Lettre XIX à JulieRien ne m’arrête plus ici que vos ordres ; cinq jours que j’y ai passés ont suffi et au-delà pour mes affaires ; si toutefois on peut appeler des affaires celles où le cœur n’a point de part. Enfin vous n’avez plus de prétexte, et ne pouvez me retenir loin de vous qu’afin de me tourmenter.
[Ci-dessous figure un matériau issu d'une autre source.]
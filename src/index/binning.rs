//! Binning indexes (BAI, TBI, CSI) read through noodles.
//!
//! All three formats share the UCSC binning scheme: each reference sequence
//! owns a set of bins, each bin a list of chunks, and each chunk a pair of
//! BGZF virtual positions. BAI and TBI fix `min_shift = 14` and `depth = 5`
//! and carry a 16 kbp linear index; CSI stores both parameters in its header
//! and replaces the linear index with a per-bin `loffset`.
//!
//! Reference names travel in the tabix header (TBI, and the CSI aux block
//! for tabix-style CSI); BAI and BAM CSI files leave them to the data file
//! header.

use super::IndexError;
use crate::types::IndexKind;
use noodles::bam::bai;
use noodles::bgzf::{self, VirtualPosition};
use noodles::core::Position;
use noodles::csi::binning_index::index::reference_sequence::Index as _;
use noodles::csi::binning_index::index::reference_sequence::index::{BinnedIndex, LinearIndex};
use noodles::csi::binning_index::index::reference_sequence::Bin;
use noodles::csi::binning_index::index::reference_sequence::bin::Chunk;
use noodles::csi::binning_index::BinningIndex as _;
use noodles::csi::{self, binning_index};
use noodles::tabix;
use std::collections::BTreeSet;
use std::io;
use tokio::io::AsyncReadExt;

const CSI_MAGIC: &[u8; 4] = b"CSI\x01";

/// Deepest CSI tree noodles can represent.
const MAX_DEPTH: i32 = 10;

/// Upper bound on `min_shift + 3 * depth` so bin spans fit in a u64.
const MAX_SPAN_BITS: i32 = 62;

/// Per-reference offsets used to skip chunks that end before any record
/// overlapping a query start: the 16 kbp linear index of BAI/TBI, or the
/// per-bin `loffset` of CSI.
#[derive(Debug, Clone)]
pub enum MinOffsets {
    Linear(LinearIndex),
    Binned(BinnedIndex),
}

impl MinOffsets {
    /// Lowest virtual position a record overlapping 1-based `start` can have.
    pub fn min_offset(&self, min_shift: u8, depth: u8, start: Position) -> VirtualPosition {
        match self {
            MinOffsets::Linear(index) => index.min_offset(min_shift, depth, start),
            MinOffsets::Binned(index) => index.min_offset(min_shift, depth, start),
        }
    }

    fn positions(&self) -> Box<dyn Iterator<Item = VirtualPosition> + '_> {
        match self {
            MinOffsets::Linear(index) => Box::new(index.iter().copied()),
            MinOffsets::Binned(index) => Box::new(index.values().copied()),
        }
    }
}

impl From<LinearIndex> for MinOffsets {
    fn from(index: LinearIndex) -> Self {
        MinOffsets::Linear(index)
    }
}

impl From<BinnedIndex> for MinOffsets {
    fn from(index: BinnedIndex) -> Self {
        MinOffsets::Binned(index)
    }
}

/// A parsed binning index of either flavour.
#[derive(Debug, Clone)]
pub enum Binning {
    /// BAI or TBI.
    Linear(binning_index::Index<LinearIndex>),
    /// CSI.
    Binned(csi::Index),
}

impl From<binning_index::Index<LinearIndex>> for Binning {
    fn from(index: binning_index::Index<LinearIndex>) -> Self {
        Binning::Linear(index)
    }
}

impl From<csi::Index> for Binning {
    fn from(index: csi::Index) -> Self {
        Binning::Binned(index)
    }
}

impl Binning {
    fn as_dyn(&self) -> &dyn csi::BinningIndex {
        match self {
            Binning::Linear(index) => index,
            Binning::Binned(index) => index,
        }
    }

    pub fn min_shift(&self) -> u8 {
        self.as_dyn().min_shift()
    }

    pub fn depth(&self) -> u8 {
        self.as_dyn().depth()
    }

    pub fn reference_count(&self) -> usize {
        match self {
            Binning::Linear(index) => index.reference_sequences().len(),
            Binning::Binned(index) => index.reference_sequences().len(),
        }
    }

    /// Names from the tabix header, when the index carries one.
    pub fn reference_names(&self) -> Option<Vec<String>> {
        self.as_dyn()
            .header()
            .map(|header| header.reference_sequence_names().iter().cloned().collect())
    }

    pub fn unplaced_unmapped(&self) -> Option<u64> {
        self.as_dyn().unplaced_unmapped_record_count()
    }

    /// Real bins of the i-th reference with their ids.
    pub fn bins(&self, reference: usize) -> Vec<(usize, &Bin)> {
        let total_bins = self.total_bins();
        let bins = match self {
            Binning::Linear(index) => index.reference_sequences().get(reference).map(|r| r.bins()),
            Binning::Binned(index) => index.reference_sequences().get(reference).map(|r| r.bins()),
        };
        bins.into_iter()
            .flatten()
            .filter(|(id, _)| **id < total_bins)
            .map(|(id, bin)| (*id, bin))
            .collect()
    }

    pub fn min_offsets(&self, reference: usize) -> Option<MinOffsets> {
        match self {
            Binning::Linear(index) => index
                .reference_sequences()
                .get(reference)
                .map(|r| MinOffsets::from(r.index().clone())),
            Binning::Binned(index) => index
                .reference_sequences()
                .get(reference)
                .map(|r| MinOffsets::from(r.index().clone())),
        }
    }

    /// Number of real bins; ids at or above this are pseudo-bins.
    pub fn total_bins(&self) -> usize {
        total_bins(self.depth())
    }

    /// Genomic span `[start, end)` covered by a bin, `None` for pseudo-bins.
    pub fn bin_span(&self, bin: usize) -> Option<(u64, u64)> {
        bin_span(self.min_shift(), self.depth(), bin)
    }

    /// Chunks of real bins across all references.
    pub fn chunks(&self) -> Vec<Chunk> {
        (0..self.reference_count())
            .flat_map(|i| self.bins(i))
            .flat_map(|(_, bin)| bin.chunks().iter().copied())
            .collect()
    }

    /// Virtual position of the first indexed record.
    pub fn first_record(&self) -> Option<VirtualPosition> {
        self.chunks().iter().map(|c| c.start()).min()
    }

    /// Virtual position just past the last mapped record.
    pub fn last_record_end(&self) -> Option<VirtualPosition> {
        self.chunks().iter().map(|c| c.end()).max()
    }

    /// Every block start the index knows about, plus `data_end`.
    pub fn block_boundaries(&self, data_end: u64) -> BlockBoundaries {
        let mut starts: BTreeSet<u64> = BTreeSet::new();
        for chunk in self.chunks() {
            starts.insert(chunk.start().compressed());
            starts.insert(chunk.end().compressed());
        }
        for offsets in (0..self.reference_count()).filter_map(|i| self.min_offsets(i)) {
            starts.extend(offsets.positions().map(|v| v.compressed()));
        }
        starts.retain(|&s| s < data_end);
        starts.insert(data_end);
        BlockBoundaries { starts, data_end }
    }
}

fn total_bins(depth: u8) -> usize {
    ((1usize << (3 * (usize::from(depth) + 1))) - 1) / 7
}

fn bin_span(min_shift: u8, depth: u8, bin: usize) -> Option<(u64, u64)> {
    if bin >= total_bins(depth) {
        return None;
    }
    let bin = bin as u64;
    let (min_shift, depth) = (u64::from(min_shift), u64::from(depth));

    for level in (0..=depth).rev() {
        let offset = ((1u64 << (3 * level)) - 1) / 7;
        if bin >= offset {
            let size = 1u64 << (min_shift + 3 * (depth - level));
            let position = bin - offset;
            return Some((position * size, (position + 1) * size));
        }
    }
    None
}

/// Sorted set of known BGZF block starts.
#[derive(Debug, Clone)]
pub struct BlockBoundaries {
    starts: BTreeSet<u64>,
    data_end: u64,
}

impl BlockBoundaries {
    /// Exclusive byte offset that covers every byte up to `position`.
    ///
    /// A position at the start of a block needs nothing from that block.
    /// Otherwise the whole block is needed, and the next known boundary is
    /// at or past its end.
    pub fn end_of(&self, position: VirtualPosition) -> u64 {
        let compressed = position.compressed();
        if position.uncompressed() == 0 {
            return compressed.min(self.data_end);
        }
        self.starts
            .range(compressed.saturating_add(1)..)
            .next()
            .copied()
            .unwrap_or(self.data_end)
    }
}

/// Parse an index file as stored: raw BAI, or BGZF-compressed TBI and CSI.
pub async fn read(kind: IndexKind, bytes: &[u8]) -> Result<Binning, IndexError> {
    let result = match kind {
        IndexKind::Bai => bai::r#async::io::Reader::new(bytes)
            .read_index()
            .await
            .map(Binning::from),
        IndexKind::Tbi => tabix::r#async::io::Reader::new(bytes)
            .read_index()
            .await
            .map(Binning::from),
        IndexKind::Csi => match check_csi_geometry(bytes).await {
            Ok(()) => csi::r#async::io::Reader::new(bytes)
                .read_index()
                .await
                .map(Binning::from),
            Err(e) => Err(e),
        },
        IndexKind::Crai => {
            return Err(IndexError::corrupt("CRAI is not a binning index"));
        }
    };

    result.map_err(|e| match e.kind() {
        io::ErrorKind::UnexpectedEof => IndexError::corrupt(format!("truncated {:?} index", kind)),
        _ => IndexError::corrupt(format!("invalid {:?} index: {}", kind, e)),
    })
}

/// Reject CSI trees too deep or too wide for the binning arithmetic before
/// handing the bytes to the reader.
async fn check_csi_geometry(bytes: &[u8]) -> io::Result<()> {
    let mut reader = bgzf::r#async::Reader::new(bytes);

    let mut magic = [0u8; 4];
    reader.read_exact(&mut magic).await?;
    if &magic != CSI_MAGIC {
        return Err(io::Error::new(io::ErrorKind::InvalidData, "invalid CSI header"));
    }

    let min_shift = reader.read_i32_le().await?;
    let depth = reader.read_i32_le().await?;
    if min_shift < 1 || !(0..=MAX_DEPTH).contains(&depth) || min_shift + 3 * depth > MAX_SPAN_BITS {
        return Err(io::Error::new(
            io::ErrorKind::InvalidData,
            format!("unsupported binning parameters min_shift={min_shift} depth={depth}"),
        ));
    }
    Ok(())
}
Je commence à être fort inquiet du sort de ma première lettre ; elle fut écrite et mise à la poste en arrivant : l’adresse en est fidèlement copiée sur celle que vous m’envoyâtes : je vous ai envoyé la mienne avec le même soin, et si vous aviez fait exactement réponse, elle aurait déjà dû me parvenir. Cette réponse pourtant ne vient point, et il n’y a nulle cause possible et funeste de son retard que mon esprit troublé ne se figure. Ô ma Julie ! que d’imprévues catastrophes peuvent en huit jours rompre à jamais les plus doux liens du monde ! Je frémis de songer qu’il n’y a pour moi qu’un seul moyen d’être heureux et des millions d’être misérable. Julie, m’auriez-vous oublié ? Ah ! c’est la plus affreuse de mes craintes ! Je puis préparer ma constance aux autres malheurs, mais toutes les forces de mon âme défaillent au seul soupçon de celui-là.
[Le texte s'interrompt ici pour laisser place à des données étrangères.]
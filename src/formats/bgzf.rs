//! BGZF layout shared by BAM, bgzipped VCF and BCF.

use crate::index::binning::{self, Binning};
use crate::index::IndexError;
use crate::storage::{ByteRange, DataFile, IndexFile, Storage};
use tracing::debug;

/// The empty block every BGZF file should end with.
pub const EOF_MARKER: [u8; 28] = [
    0x1f, 0x8b, 0x08, 0x04, 0x00, 0x00, 0x00, 0x00, 0x00, 0xff, 0x06, 0x00, 0x42, 0x43, 0x02, 0x00,
    0x1b, 0x00, 0x03, 0x00, 0x00, 0x00, 0x00, 0x00, 0x00, 0x00, 0x00, 0x00,
];

/// Read and parse the index file.
pub async fn parse_index(
    storage: &dyn Storage,
    index_file: &IndexFile,
) -> Result<Binning, IndexError> {
    let raw = storage.read_index(index_file).await?;
    binning::read(index_file.kind, &raw).await.map_err(|e| {
        IndexError::corrupt(format!("{}: {}", index_file.path.display(), e.message))
    })
}

/// Header bytes: everything before the first indexed record. A file with no
/// indexed records is all header.
pub fn header_bounds(index: &Binning, data_end: u64) -> ByteRange {
    let end = match index.first_record() {
        Some(first) => index.block_boundaries(data_end).end_of(first),
        None => data_end,
    };
    ByteRange::new(0, end.min(data_end))
}

/// The trailing EOF marker block, if the file has one.
pub async fn footer_bounds(
    storage: &dyn Storage,
    file: &DataFile,
) -> Result<Option<ByteRange>, IndexError> {
    let marker_len = EOF_MARKER.len() as u64;
    if file.size < marker_len {
        return Ok(None);
    }

    let range = ByteRange::new(file.size - marker_len, file.size);
    let tail = storage.read_range(file, range).await?;
    if tail[..] == EOF_MARKER {
        Ok(Some(range))
    } else {
        debug!(id = %file.id, "no BGZF EOF marker");
        Ok(None)
    }
}

/// Layout pieces every BGZF reader computes before naming references.
pub struct Layout {
    pub binning: Binning,
    pub header: ByteRange,
    pub footer: Option<ByteRange>,
    pub data_end: u64,
}

impl Layout {
    pub async fn read(
        storage: &dyn Storage,
        file: &DataFile,
        index_file: &IndexFile,
    ) -> Result<Self, IndexError> {
        let binning = parse_index(storage, index_file).await?;
        let footer = footer_bounds(storage, file).await?;
        let data_end = footer.map_or(file.size, |f| f.start);
        let header = header_bounds(&binning, data_end);

        Ok(Self {
            binning,
            header,
            footer,
            data_end,
        })
    }
}

#[cfg(test)]
mod tests {
    use super::*;
    use noodles::bgzf::VirtualPosition;
    use noodles::csi::binning_index;
    use noodles::csi::binning_index::index::reference_sequence::bin::Chunk;
    use noodles::csi::binning_index::index::reference_sequence::index::LinearIndex;
    use noodles::csi::binning_index::index::reference_sequence::Bin;
    use noodles::csi::binning_index::index::ReferenceSequence;

    fn vp(compressed: u64, uncompressed: u16) -> VirtualPosition {
        VirtualPosition::try_from((compressed, uncompressed)).unwrap()
    }

    fn index_with_first(first: VirtualPosition) -> Binning {
        let bins = [(4681, Bin::new(vec![Chunk::new(first, vp(900, 0))]))]
            .into_iter()
            .collect();
        binning_index::Index::<LinearIndex>::builder()
            .set_reference_sequences(vec![ReferenceSequence::new(bins, Vec::new(), None)])
            .build()
            .into()
    }

    #[test]
    fn test_header_ends_at_first_block() {
        let index = index_with_first(vp(500, 0));
        assert_eq!(header_bounds(&index, 1000), ByteRange::new(0, 500));
    }

    #[test]
    fn test_header_sharing_block_extends_to_next() {
        let index = index_with_first(vp(500, 64));
        assert_eq!(header_bounds(&index, 1000), ByteRange::new(0, 900));
    }

    #[test]
    fn test_header_without_records_is_whole_data() {
        let index = Binning::from(binning_index::Index::<LinearIndex>::default());
        assert_eq!(header_bounds(&index, 1000), ByteRange::new(0, 1000));
    }

    #[test]
    fn test_eof_marker_matches_bgzf_writer() {
        let written = noodles::bgzf::Writer::new(Vec::new()).finish().unwrap();
        assert_eq!(written, EOF_MARKER);
    }
}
Je vois le peu de fondement de mes alarmes, et ne saurais les calmer. Le sentiment de mes maux s’aigrit sans cesse loin de vous, et, comme si je n’en avais pas assez pour m’abattre, je m’en forge encore d’incertains pour irriter tous les autres. D’abord mes inquiétudes étaient moins vives. Le trouble d’un départ subit, l’agitation du voyage, donnaient le change à mes ennuis ; ils se raniment dans la tranquille solitude. Hélas ! je combattais ; un fer mortel a percé mon sein, et la douleur ne s’est fait sentir que longtemps après la blessure.
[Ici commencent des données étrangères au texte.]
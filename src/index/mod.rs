//! Parsed genomic indexes and the shared index cache.
//!
//! An [`Index`] answers "which byte ranges of the data file may hold records
//! overlapping this region" and knows where the header and footer live.
//! [`IndexProvider`] hands out shared, cached indexes built by the format
//! registry in [`crate::formats`].

pub mod binning;
mod cache;

pub use cache::{CacheKey, IndexCache};

use crate::formats;
use crate::storage::{ByteRange, DataFile, Storage};
use crate::types::Format;
use crate::Error;
use binning::{Binning, MinOffsets};
use noodles::bgzf::VirtualPosition;
use noodles::core::Position;
use std::collections::HashMap;
use std::sync::Arc;

#[derive(Debug, Clone, Copy, PartialEq, Eq)]
pub enum IndexErrorKind {
    Missing,
    Corrupt,
}

/// Failure to obtain an index. Cloneable so a cached failure can be handed
/// to every request that hits it.
#[derive(Debug, Clone, thiserror::Error)]
#[error("{message}")]
pub struct IndexError {
    pub kind: IndexErrorKind,
    pub message: String,
}

impl IndexError {
    pub fn missing(message: impl Into<String>) -> Self {
        Self {
            kind: IndexErrorKind::Missing,
            message: message.into(),
        }
    }

    pub fn corrupt(message: impl Into<String>) -> Self {
        Self {
            kind: IndexErrorKind::Corrupt,
            message: message.into(),
        }
    }
}

impl From<Error> for IndexError {
    fn from(err: Error) -> Self {
        match err {
            Error::NotFound(message) => IndexError::missing(message),
            other => IndexError::corrupt(other.to_string()),
        }
    }
}

impl From<IndexError> for Error {
    fn from(err: IndexError) -> Self {
        match err.kind {
            IndexErrorKind::Missing => Error::NotFound(format!("index: {}", err.message)),
            IndexErrorKind::Corrupt => Error::IndexCorrupt(err.message),
        }
    }
}

/// One indexed chunk: a byte range of the data file that may hold records
/// overlapping `[ref_start, ref_end)` on `reference_name`.
#[derive(Debug, Clone, PartialEq, Eq)]
pub struct IndexEntry {
    pub reference_name: Arc<str>,
    pub ref_start: u64,
    pub ref_end: u64,
    pub file_offset_start: u64,
    pub file_offset_end: u64,
    /// Virtual end of the chunk, compared against the minimum offsets.
    virtual_end: VirtualPosition,
}

impl IndexEntry {
    pub fn new(
        reference_name: impl Into<Arc<str>>,
        ref_start: u64,
        ref_end: u64,
        file_offset_start: u64,
        file_offset_end: u64,
    ) -> Self {
        Self {
            reference_name: reference_name.into(),
            ref_start,
            ref_end,
            file_offset_start,
            file_offset_end,
            virtual_end: VirtualPosition::new(file_offset_end, 0).unwrap_or(VirtualPosition::MAX),
        }
    }

    pub fn byte_range(&self) -> ByteRange {
        ByteRange::new(self.file_offset_start, self.file_offset_end)
    }

    fn overlaps(&self, start: u64, end: u64) -> bool {
        start < end && self.ref_start < end && start < self.ref_end
    }
}

/// Entries for one reference sequence, ordered by
/// `(ref_start, file_offset_start)`.
#[derive(Debug, Clone)]
pub struct ReferenceIndex {
    name: Arc<str>,
    entries: Vec<IndexEntry>,
    min_offsets: Option<MinOffsets>,
    min_shift: u8,
    depth: u8,
}

impl ReferenceIndex {
    pub fn new(name: impl Into<Arc<str>>, mut entries: Vec<IndexEntry>) -> Self {
        entries.sort_by_key(|e| (e.ref_start, e.file_offset_start));
        Self {
            name: name.into(),
            entries,
            min_offsets: None,
            min_shift: 14,
            depth: 5,
        }
    }

    /// Skip chunks that end before the lowest offset a record overlapping
    /// the query start can have.
    pub fn with_min_offsets(mut self, min_offsets: MinOffsets, min_shift: u8, depth: u8) -> Self {
        self.min_offsets = Some(min_offsets);
        self.min_shift = min_shift;
        self.depth = depth;
        self
    }

    pub fn name(&self) -> &str {
        &self.name
    }

    pub fn entries(&self) -> &[IndexEntry] {
        &self.entries
    }

    fn lookup(&self, start: u64, end: u64) -> Vec<&IndexEntry> {
        if start >= end {
            return Vec::new();
        }
        let min_offset = self.min_offset(start);
        self.entries
            .iter()
            .filter(|e| e.overlaps(start, end))
            .filter(|e| min_offset.is_none_or(|min| e.virtual_end > min))
            .collect()
    }

    /// Lowest virtual offset any record overlapping 0-based `start` can
    /// have. `None` past the addressable range of the binning scheme.
    fn min_offset(&self, start: u64) -> Option<VirtualPosition> {
        let min_offsets = self.min_offsets.as_ref()?;
        let max_position = 1u64 << (u32::from(self.min_shift) + 3 * u32::from(self.depth));
        if start >= max_position - 1 {
            return None;
        }
        let position = usize::try_from(start + 1)
            .ok()
            .and_then(|p| Position::try_from(p).ok())?;
        Some(min_offsets.min_offset(self.min_shift, self.depth, position))
    }
}

/// Parsed index of one data file.
#[derive(Debug, Clone)]
pub struct Index {
    format: Format,
    header: ByteRange,
    footer: Option<ByteRange>,
    data_end: u64,
    references: HashMap<String, ReferenceIndex>,
    unplaced: Option<ByteRange>,
}

impl Index {
    /// `data_end` is where record data stops: the footer start, or the file
    /// size when there is no footer.
    pub fn new(
        format: Format,
        header: ByteRange,
        data_end: u64,
        footer: Option<ByteRange>,
        references: Vec<ReferenceIndex>,
    ) -> Self {
        let references = references
            .into_iter()
            .map(|r| (r.name.to_string(), r))
            .collect();
        Self {
            format,
            header,
            footer,
            data_end,
            references,
            unplaced: None,
        }
    }

    pub fn with_unplaced(mut self, unplaced: Option<ByteRange>) -> Self {
        self.unplaced = unplaced.filter(|r| !r.is_empty());
        self
    }

    /// Build from a parsed binning index. `names[i]` names the index's i-th
    /// reference; names past the index's reference count get no entries.
    pub fn from_binning(
        format: Format,
        binning: &Binning,
        names: &[String],
        header: ByteRange,
        data_end: u64,
        footer: Option<ByteRange>,
    ) -> Result<Self, IndexError> {
        if binning.reference_count() > names.len() {
            return Err(IndexError::corrupt(format!(
                "index has {} references but only {} are named",
                binning.reference_count(),
                names.len()
            )));
        }

        let boundaries = binning.block_boundaries(data_end);
        let mut references = Vec::with_capacity(names.len());

        for (i, name) in names.iter().enumerate() {
            let name: Arc<str> = Arc::from(name.as_str());
            let Some(min_offsets) = binning.min_offsets(i) else {
                references.push(ReferenceIndex::new(name, Vec::new()));
                continue;
            };

            let mut entries = Vec::new();
            for (id, bin) in binning.bins(i) {
                let Some((ref_start, ref_end)) = binning.bin_span(id) else {
                    continue;
                };
                for chunk in bin.chunks() {
                    entries.push(IndexEntry {
                        reference_name: name.clone(),
                        ref_start,
                        ref_end,
                        file_offset_start: chunk.start().compressed(),
                        file_offset_end: boundaries.end_of(chunk.end()),
                        virtual_end: chunk.end(),
                    });
                }
            }

            references.push(ReferenceIndex::new(name, entries).with_min_offsets(
                min_offsets,
                binning.min_shift(),
                binning.depth(),
            ));
        }

        // Unplaced records follow the last mapped one, possibly in the same
        // block, so the range starts at that block rather than past it.
        let unplaced = match binning.unplaced_unmapped() {
            Some(n) if n > 0 => {
                let start = binning
                    .last_record_end()
                    .map_or(header.end, |v| v.compressed())
                    .clamp(header.end.min(data_end), data_end);
                Some(ByteRange::new(start, data_end))
            }
            _ => None,
        };

        Ok(Self::new(format, header, data_end, footer, references).with_unplaced(unplaced))
    }

    pub fn format(&self) -> Format {
        self.format
    }

    pub fn header(&self) -> ByteRange {
        self.header
    }

    pub fn footer(&self) -> Option<ByteRange> {
        self.footer
    }

    pub fn data_end(&self) -> u64 {
        self.data_end
    }

    /// Everything between the header and the footer.
    pub fn body(&self) -> ByteRange {
        ByteRange::new(self.header.end.min(self.data_end), self.data_end)
    }

    /// Records with no reference (`*`), if the index says there are any.
    pub fn unplaced(&self) -> Option<ByteRange> {
        self.unplaced
    }

    pub fn contains_reference(&self, name: &str) -> bool {
        self.references.contains_key(name)
    }

    pub fn reference(&self, name: &str) -> Option<&ReferenceIndex> {
        self.references.get(name)
    }

    pub fn reference_names(&self) -> impl Iterator<Item = &str> {
        self.references.keys().map(String::as_str)
    }

    /// Entries overlapping `[start, end)` on `reference_name`, in
    /// `(ref_start, file_offset_start)` order. An absent `end` means the end
    /// of the reference. Unknown or empty names yield nothing.
    pub fn lookup(&self, reference_name: &str, start: u64, end: Option<u64>) -> Vec<&IndexEntry> {
        if reference_name.is_empty() {
            return Vec::new();
        }
        match self.references.get(reference_name) {
            Some(reference) => reference.lookup(start, end.unwrap_or(u64::MAX)),
            None => Vec::new(),
        }
    }
}

/// Hands out shared indexes, building each at most once per file version.
pub struct IndexProvider {
    storage: Arc<dyn Storage>,
    cache: IndexCache,
}

impl IndexProvider {
    pub fn new(storage: Arc<dyn Storage>, cache: IndexCache) -> Self {
        Self { storage, cache }
    }

    pub fn cache(&self) -> &IndexCache {
        &self.cache
    }

    pub async fn get_index(&self, file: &DataFile) -> Result<Arc<Index>, IndexError> {
        let Some(index_file) = &file.index else {
            return Err(IndexError::missing(format!("no index found for {}", file.id)));
        };

        let key = CacheKey::new(file, index_file);
        self.cache
            .get_or_build(key, || {
                formats::load_index(self.storage.as_ref(), file, index_file)
            })
            .await
    }
}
Cent fois, en lisant des romans, j’ai ri des froides plaintes des amants sur l’absence. Ah ! je ne savais pas alors à quel point la vôtre un jour me serait insupportable ! Je sens aujourd’hui combien une âme paisible est peu propre à juger des passions, et combien il est insensé de rire des sentiments qu’on n’a point éprouvés. Vous le dirai-je pourtant ? Je ne sais quelle idée consolante et douce tempère en moi l’amertume de votre éloignement, en songeant qu’il s’est fait par votre ordre. Les maux qui me viennent de vous me sont moins cruels que s’ils m’étaient envoyés par la fortune ; s’ils servent à vous contenter, je ne voudrais pas ne les point sentir ; ils sont les garants de leur dédommagement, et je connais trop bien votre âme pour vous croire barbare à pure perte.
Si vous voulez m’éprouver, je n’en murmure plus ; il est juste que vous sachiez si je suis constant, patient, docile, digne en un mot des biens que vous me réservez. Dieux ! si c’était là votre idée, je me plaindrais de trop peu souffrir. Ah ! non, pour nourrir dans mon cœur une si douce attente, inventez, s’il se peut, des maux mieux proportionnés à leur prix.